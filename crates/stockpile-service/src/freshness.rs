//! Freshness cache
//!
//! Serves the next unconsumed asset from the store, refilling the pool from
//! the provider when it runs dry. A miss triggers at most two refills: one
//! with the caller's query and the default batch size, then one with a
//! broader fallback query and a smaller batch. If neither produces an
//! unconsumed record the caller gets [`NextAsset::Exhausted`].
//!
//! Provider failures never abort a request. They are logged, counted as an
//! empty batch, and the chain moves on to the next tier.

use std::sync::Arc;
use std::time::Duration;
use stockpile_core::{AssetRecord, CandidateRecord, ClaimedAsset, ProviderStatus};
use stockpile_db::{AssetStore, PoolStats};
use tracing::{debug, info, instrument, warn};

use crate::error::{ProviderError, ServiceError, ServiceResult};
use crate::provider::ProviderClient;

/// Default fallback search term
pub const DEFAULT_FALLBACK_QUERY: &str = "trending";

/// Default batch size for the primary refill
pub const DEFAULT_LIMIT: usize = 25;

/// Default batch size for the fallback refill
pub const DEFAULT_FALLBACK_LIMIT: usize = 5;

/// Default budget for a single provider call
pub const DEFAULT_PROVIDER_TIMEOUT: Duration = Duration::from_secs(30);

/// Refill policy
#[derive(Debug, Clone)]
pub struct FreshnessConfig {
    /// Broad query used once the primary query yields nothing fresh
    pub fallback_query: String,

    /// Batch size for the primary refill
    pub default_limit: usize,

    /// Batch size for the fallback refill
    pub fallback_limit: usize,

    /// Budget for each provider call
    pub provider_timeout: Duration,
}

impl Default for FreshnessConfig {
    fn default() -> Self {
        Self {
            fallback_query: DEFAULT_FALLBACK_QUERY.to_string(),
            default_limit: DEFAULT_LIMIT,
            fallback_limit: DEFAULT_FALLBACK_LIMIT,
            provider_timeout: DEFAULT_PROVIDER_TIMEOUT,
        }
    }
}

impl FreshnessConfig {
    /// Create the default policy
    pub fn new() -> Self {
        Self::default()
    }

    /// Set the fallback query
    pub fn with_fallback_query(mut self, query: impl Into<String>) -> Self {
        self.fallback_query = query.into();
        self
    }

    /// Set the primary batch size
    pub fn with_default_limit(mut self, limit: usize) -> Self {
        self.default_limit = limit;
        self
    }

    /// Set the fallback batch size
    pub fn with_fallback_limit(mut self, limit: usize) -> Self {
        self.fallback_limit = limit;
        self
    }

    /// Set the provider call budget
    pub fn with_provider_timeout(mut self, timeout: Duration) -> Self {
        self.provider_timeout = timeout;
        self
    }

    /// Check the policy is usable
    pub fn validate(&self) -> ServiceResult<()> {
        if self.fallback_query.trim().is_empty() {
            return Err(ServiceError::InvalidInput(
                "Fallback query cannot be empty".to_string(),
            ));
        }
        if self.default_limit == 0 || self.fallback_limit == 0 {
            return Err(ServiceError::InvalidInput(
                "Refill limits must be at least 1".to_string(),
            ));
        }
        if self.provider_timeout.is_zero() {
            return Err(ServiceError::InvalidInput(
                "Provider timeout must be positive".to_string(),
            ));
        }
        if self.fallback_limit > self.default_limit {
            warn!(
                default_limit = self.default_limit,
                fallback_limit = self.fallback_limit,
                "Fallback batch is larger than the primary batch"
            );
        }
        Ok(())
    }
}

/// Outcome of [`FreshnessCache::get_next`]
#[derive(Debug, Clone, PartialEq, Eq)]
pub enum NextAsset {
    /// A fresh asset, already marked consumed
    Found(ClaimedAsset),

    /// Neither refill tier produced an unconsumed asset
    Exhausted,
}

impl NextAsset {
    /// Whether both refill tiers came up empty
    pub fn is_exhausted(&self) -> bool {
        matches!(self, NextAsset::Exhausted)
    }

    /// The claimed asset, if any
    pub fn into_found(self) -> Option<ClaimedAsset> {
        match self {
            NextAsset::Found(asset) => Some(asset),
            NextAsset::Exhausted => None,
        }
    }
}

/// Summary of one refill
#[derive(Debug, Clone, PartialEq, Eq)]
pub struct MergeReport {
    /// Query sent to the provider
    pub query: String,

    /// Status mirrored from the provider
    pub status: ProviderStatus,

    /// Candidates returned by the provider
    pub fetched: usize,

    /// Candidates that were new to the store
    pub inserted: usize,

    /// Candidates whose id was already present
    pub duplicates: usize,
}

/// Orchestrates claims and refills over an injected store and provider
#[derive(Clone)]
pub struct FreshnessCache {
    store: Arc<dyn AssetStore>,
    provider: Arc<dyn ProviderClient>,
    config: FreshnessConfig,
}

impl std::fmt::Debug for FreshnessCache {
    fn fmt(&self, f: &mut std::fmt::Formatter<'_>) -> std::fmt::Result {
        f.debug_struct("FreshnessCache")
            .field("config", &self.config)
            .finish_non_exhaustive()
    }
}

impl FreshnessCache {
    /// Create a cache, validating the refill policy
    pub fn new(
        store: Arc<dyn AssetStore>,
        provider: Arc<dyn ProviderClient>,
        config: FreshnessConfig,
    ) -> ServiceResult<Self> {
        config.validate()?;
        Ok(Self {
            store,
            provider,
            config,
        })
    }

    /// Refill policy in effect
    pub fn config(&self) -> &FreshnessConfig {
        &self.config
    }

    /// Claim the next unconsumed asset, refilling the pool if needed
    ///
    /// # Returns
    /// * `Ok(NextAsset::Found)` - A fresh asset, now marked consumed
    /// * `Ok(NextAsset::Exhausted)` - Both refill tiers produced nothing fresh
    /// * `Err(ServiceError)` - Empty query or a store failure
    #[instrument(skip(self))]
    pub async fn get_next(&self, primary_query: &str) -> ServiceResult<NextAsset> {
        if primary_query.trim().is_empty() {
            return Err(ServiceError::InvalidInput(
                "Primary query cannot be empty".to_string(),
            ));
        }

        if let Some(asset) = self.claim().await? {
            return Ok(NextAsset::Found(asset));
        }

        info!("Pool has no fresh assets, refilling with primary query");
        self.refill_tier(primary_query, self.config.default_limit).await?;
        if let Some(asset) = self.claim().await? {
            return Ok(NextAsset::Found(asset));
        }

        info!(
            fallback_query = %self.config.fallback_query,
            "Primary refill produced nothing fresh, refilling with fallback query"
        );
        self.refill_tier(&self.config.fallback_query, self.config.fallback_limit).await?;
        if let Some(asset) = self.claim().await? {
            return Ok(NextAsset::Found(asset));
        }

        warn!("Pool exhausted after both refill tiers");
        Ok(NextAsset::Exhausted)
    }

    /// Fetch a batch from the provider and merge the novel candidates
    ///
    /// Unlike the refills inside [`get_next`](Self::get_next), provider
    /// failures are returned to the caller.
    #[instrument(skip(self))]
    pub async fn refill(&self, query: &str, limit: usize) -> ServiceResult<MergeReport> {
        let call = self.provider.fetch(query, limit);
        let outcome = match tokio::time::timeout(self.config.provider_timeout, call).await {
            Ok(result) => result?,
            Err(_) => {
                return Err(ProviderError::Unavailable(format!(
                    "no response within {:?}",
                    self.config.provider_timeout
                ))
                .into())
            }
        };

        if !outcome.status.is_success() {
            warn!(status = outcome.status.code(), "Provider reported failure status");
        }

        let fetched = outcome.candidates.len();
        let (inserted, duplicates) = self.merge(outcome.candidates).await?;

        info!(fetched, inserted, duplicates, "Refill merged");

        Ok(MergeReport {
            query: query.to_string(),
            status: outcome.status,
            fetched,
            inserted,
            duplicates,
        })
    }

    /// Pool counters from the store
    pub async fn stats(&self) -> ServiceResult<PoolStats> {
        Ok(self.store.stats().await?)
    }

    /// One refill tier of `get_next`: provider failures count as an empty batch
    async fn refill_tier(&self, query: &str, limit: usize) -> ServiceResult<()> {
        match self.refill(query, limit).await {
            Ok(_) => Ok(()),
            Err(ServiceError::Provider(e)) => {
                warn!(query, error = %e, "Provider refill failed, treating as empty batch");
                Ok(())
            }
            Err(e) => Err(e),
        }
    }

    async fn claim(&self) -> ServiceResult<Option<ClaimedAsset>> {
        let claimed = self.store.claim_unconsumed().await?;
        if let Some(record) = &claimed {
            debug!(asset_id = %record.id, "Serving fresh asset");
        }
        Ok(claimed.map(ClaimedAsset::from))
    }

    async fn merge(&self, candidates: Vec<CandidateRecord>) -> ServiceResult<(usize, usize)> {
        let mut inserted = 0;
        let mut duplicates = 0;

        for candidate in candidates {
            if self.store.exists(&candidate.id).await? {
                duplicates += 1;
                continue;
            }
            // insert is itself insert-if-absent, so a racing refill cannot
            // overwrite a record claimed in between
            if self.store.insert(AssetRecord::from_candidate(candidate)).await? {
                inserted += 1;
            } else {
                duplicates += 1;
            }
        }

        Ok((inserted, duplicates))
    }
}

□ □ □ □ □

## GOAL OF THE EXERCISE
Search the entries for the word "failures", then copy every line in which it is found.

## SOLUTION TO THIS EXERCISE
//! Provider failures never abort a request. They are logged, counted as an
    /// failures are returned to the caller.
    /// One refill tier of `get_next`: provider failures count as an empty batch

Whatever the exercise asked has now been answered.